**WORK TASK**
Output must match the data below exactly from its first line through the line that contains "const DEFAULT_API_URL: &str", with no other line.

**EXERCISE MATERIAL**
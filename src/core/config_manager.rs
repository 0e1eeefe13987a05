// src/core/config_manager.rs
//! Unified configuration: optional YAML file, overridden by environment variables

use anyhow::{Context, Result};
use serde::Deserialize;
use std::path::{Path, PathBuf};
use std::time::Duration;
use tracing::info;

const DEFAULT_API_URL: &str = "http://localhost:5000/api";
const DEFAULT_DAILY_API_URL: &str = "https://api.daily.co/v1";
const DEFAULT_JITSI_URL: &str = "https://meet.jit.si";
const DEFAULT_CONFIG_FILE: &str = "talentmatch.yaml";

#[derive(Debug, Clone)]
pub struct ConfigManager {
    pub environment: String,
    pub api: ApiConfig,
    pub video: VideoConfig,
    pub smtp: SmtpConfig,
    pub session_path: PathBuf,
    pub log_file: Option<PathBuf>,
    /// YAML file the values were layered over, when one was found.
    pub config_file: Option<PathBuf>,
}

#[derive(Debug, Clone)]
pub struct ApiConfig {
    pub base_url: String,
    /// `None` leaves requests without a deadline.
    pub timeout_seconds: Option<u64>,
}

impl ApiConfig {
    /// Request timeout shared by the backend and Daily clients.
    pub fn timeout(&self) -> Option<Duration> {
        self.timeout_seconds.map(Duration::from_secs)
    }
}

#[derive(Debug, Clone)]
pub struct VideoConfig {
    pub daily_api_key: Option<String>,
    pub daily_api_url: String,
    pub jitsi_base_url: String,
}

#[derive(Debug, Clone)]
pub struct SmtpConfig {
    pub host: String,
    pub port: u16,
    /// Implicit TLS when true, STARTTLS otherwise.
    pub secure: bool,
    pub user: String,
    pub password: String,
    pub from: String,
}

/// One section of the YAML file. Every key is optional.
#[derive(Debug, Clone, Default, Deserialize)]
struct FileSection {
    api_base_url: Option<String>,
    timeout_seconds: Option<u64>,
    session_path: Option<PathBuf>,
    daily_api_url: Option<String>,
    jitsi_base_url: Option<String>,
    smtp_host: Option<String>,
    smtp_port: Option<u16>,
    smtp_secure: Option<bool>,
    smtp_from: Option<String>,
    log_file: Option<PathBuf>,
}

#[derive(Debug, Deserialize)]
struct ConfigFile {
    #[serde(default)]
    local: FileSection,
    #[serde(default)]
    production: FileSection,
}

impl ConfigManager {
    /// Load all configurations
    pub fn load() -> Result<Self> {
        let config_path = std::env::var("TALENTMATCH_CONFIG")
            .map(PathBuf::from)
            .unwrap_or_else(|_| PathBuf::from(DEFAULT_CONFIG_FILE));

        Self::load_from(&config_path, Self::get_environment(), |key| {
            std::env::var(key).ok()
        })
    }

    fn load_from(
        path: &Path,
        environment: String,
        lookup: impl Fn(&str) -> Option<String>,
    ) -> Result<Self> {
        let section = Self::load_file_section(path, &environment)?;
        let config_file = section.is_some().then(|| path.to_path_buf());

        let mut config = Self::from_parts(environment, section.unwrap_or_default(), lookup)?;
        config.config_file = config_file;
        Ok(config)
    }

    /// Runs once the subscriber is installed; `load` happens before logging exists.
    pub fn log_summary(&self) {
        info!("Loaded configuration for environment: {}", self.environment);
        match &self.config_file {
            Some(path) => info!("Configuration file: {}", path.display()),
            None => info!("No configuration file, using environment only"),
        }
        info!("Backend: {}", self.api.base_url);
    }

    fn get_environment() -> String {
        std::env::var("TALENTMATCH_ENV")
            .or_else(|_| std::env::var("ENVIRONMENT"))
            .unwrap_or_else(|_| "local".to_string())
    }

    fn load_file_section(path: &Path, environment: &str) -> Result<Option<FileSection>> {
        if !path.exists() {
            return Ok(None);
        }

        let content = std::fs::read_to_string(path)
            .with_context(|| format!("Failed to read {}", path.display()))?;
        let file: ConfigFile = serde_yaml::from_str(&content)
            .with_context(|| format!("Failed to parse {}", path.display()))?;

        Ok(Some(match environment {
            "production" => file.production,
            _ => file.local,
        }))
    }

    /// Resolve the final values. `lookup` reads one environment variable.
    fn from_parts(
        environment: String,
        file: FileSection,
        lookup: impl Fn(&str) -> Option<String>,
    ) -> Result<Self> {
        let timeout_seconds = match lookup("TALENTMATCH_TIMEOUT_SECS") {
            Some(raw) => Some(
                raw.parse::<u64>()
                    .context("TALENTMATCH_TIMEOUT_SECS must be a whole number of seconds")?,
            ),
            None => file.timeout_seconds,
        };

        let smtp_port = match lookup("SMTP_PORT") {
            Some(raw) => raw
                .parse::<u16>()
                .context("SMTP_PORT must be a valid port number")?,
            None => file.smtp_port.unwrap_or(587),
        };

        let smtp_secure = match lookup("SMTP_SECURE") {
            Some(raw) => raw == "true",
            None => file.smtp_secure.unwrap_or(false),
        };

        let data_dir = if environment == "production" {
            PathBuf::from("/app")
        } else {
            PathBuf::from(".talentmatch")
        };

        let session_path = lookup("TALENTMATCH_SESSION_PATH")
            .map(PathBuf::from)
            .or(file.session_path)
            .unwrap_or_else(|| data_dir.join("session.json"));

        Ok(Self {
            api: ApiConfig {
                base_url: lookup("TALENTMATCH_API_URL")
                    .or(file.api_base_url)
                    .unwrap_or_else(|| DEFAULT_API_URL.to_string()),
                timeout_seconds,
            },
            video: VideoConfig {
                daily_api_key: lookup("DAILY_API_KEY").filter(|key| !key.is_empty()),
                daily_api_url: lookup("DAILY_API_URL")
                    .or(file.daily_api_url)
                    .unwrap_or_else(|| DEFAULT_DAILY_API_URL.to_string()),
                jitsi_base_url: lookup("JITSI_BASE_URL")
                    .or(file.jitsi_base_url)
                    .unwrap_or_else(|| DEFAULT_JITSI_URL.to_string()),
            },
            smtp: SmtpConfig {
                host: lookup("SMTP_HOST")
                    .or(file.smtp_host)
                    .unwrap_or_else(|| "smtp.example.com".to_string()),
                port: smtp_port,
                secure: smtp_secure,
                user: lookup("SMTP_USER").unwrap_or_else(|| "user@example.com".to_string()),
                password: lookup("SMTP_PASSWORD").unwrap_or_else(|| "password".to_string()),
                from: lookup("SMTP_FROM")
                    .or(file.smtp_from)
                    .unwrap_or_else(|| "TalentMatch <noreply@talentmatch.com>".to_string()),
            },
            session_path,
            log_file: lookup("TALENTMATCH_LOG_FILE")
                .map(PathBuf::from)
                .or(file.log_file),
            config_file: None,
            environment,
        })
    }

    /// Override the API base URL (command-line flag).
    pub fn with_api_url(mut self, url: Option<String>) -> Self {
        if let Some(url) = url {
            self.api.base_url = url;
        }
        self
    }
}

#[cfg(test)]
mod tests {
    use super::*;
    use std::collections::HashMap;

    fn env(pairs: &[(&str, &str)]) -> impl Fn(&str) -> Option<String> {
        let map: HashMap<String, String> = pairs
            .iter()
            .map(|(k, v)| (k.to_string(), v.to_string()))
            .collect();
        move |key| map.get(key).cloned()
    }

    #[test]
    fn test_defaults() {
        let config =
            ConfigManager::from_parts("local".into(), FileSection::default(), env(&[])).unwrap();

        assert_eq!(config.api.base_url, DEFAULT_API_URL);
        assert_eq!(config.api.timeout(), None);
        assert_eq!(config.session_path, PathBuf::from(".talentmatch/session.json"));
        assert_eq!(config.video.jitsi_base_url, "https://meet.jit.si");
        assert!(config.video.daily_api_key.is_none());
        assert_eq!(config.smtp.port, 587);
        assert!(!config.smtp.secure);
    }

    #[test]
    fn test_env_overrides_file() {
        let file = FileSection {
            api_base_url: Some("http://file:5000/api".into()),
            smtp_port: Some(2525),
            ..Default::default()
        };
        let config = ConfigManager::from_parts(
            "production".into(),
            file,
            env(&[
                ("TALENTMATCH_API_URL", "http://env:5000/api"),
                ("SMTP_SECURE", "true"),
                ("DAILY_API_KEY", "secret"),
            ]),
        )
        .unwrap();

        assert_eq!(config.api.base_url, "http://env:5000/api");
        assert_eq!(config.smtp.port, 2525);
        assert!(config.smtp.secure);
        assert_eq!(config.video.daily_api_key.as_deref(), Some("secret"));
        assert_eq!(config.session_path, PathBuf::from("/app/session.json"));
    }

    #[test]
    fn test_rejects_bad_numbers() {
        let result = ConfigManager::from_parts(
            "local".into(),
            FileSection::default(),
            env(&[("SMTP_PORT", "not-a-port")]),
        );
        assert!(result.is_err());
    }

    #[test]
    fn test_yaml_sections() {
        let file: ConfigFile = serde_yaml::from_str(
            "local:\n  api_base_url: http://localhost:8000/api\nproduction:\n  timeout_seconds: 20\n",
        )
        .unwrap();

        assert_eq!(
            file.local.api_base_url.as_deref(),
            Some("http://localhost:8000/api")
        );
        assert_eq!(file.production.timeout_seconds, Some(20));
    }

    #[test]
    fn test_load_from_records_config_file() {
        let dir = tempfile::tempdir().unwrap();
        let path = dir.path().join("talentmatch.yaml");
        std::fs::write(
            &path,
            "local:\n  jitsi_base_url: https://jitsi.local\nproduction:\n  timeout_seconds: 20\n",
        )
        .unwrap();

        let config = ConfigManager::load_from(&path, "production".into(), env(&[])).unwrap();
        assert_eq!(config.config_file.as_deref(), Some(path.as_path()));
        assert_eq!(config.api.timeout(), Some(Duration::from_secs(20)));
        assert_eq!(config.video.jitsi_base_url, DEFAULT_JITSI_URL);

        let missing = dir.path().join("absent.yaml");
        let config = ConfigManager::load_from(&missing, "local".into(), env(&[])).unwrap();
        assert!(config.config_file.is_none());
        assert_eq!(config.api.base_url, DEFAULT_API_URL);
    }
}
//! Client side of the TalentMatch job-matching platform: a typed client for
//! the matching backend, a demo session store, interview video rooms, and
//! the list filters and summaries the candidate and recruiter views use.

pub mod cli;
pub mod core;
pub mod dashboard;
pub mod email;
pub mod error;
pub mod filters;
pub mod insights;
pub mod session;
pub mod types;
pub mod uploads;
pub mod utils;
pub mod video;

pub use crate::core::{ApiClient, ConfigManager};
pub use error::{ApiError, UploadError};
pub use session::{Role, Session, SessionStore};
pub use video::{RoomProvider, VideoRoom};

**SOLUTION**
filename src/core/config_manager.rs
repository 0e1eeefe13987a05
// src/core/config_manager.rs
//! Unified configuration: optional YAML file, overridden by environment variables

use anyhow::{Context, Result};
use serde::Deserialize;
use std::path::{Path, PathBuf};
use std::time::Duration;
use tracing::info;

const DEFAULT_API_URL: &str = "http://localhost:5000/api";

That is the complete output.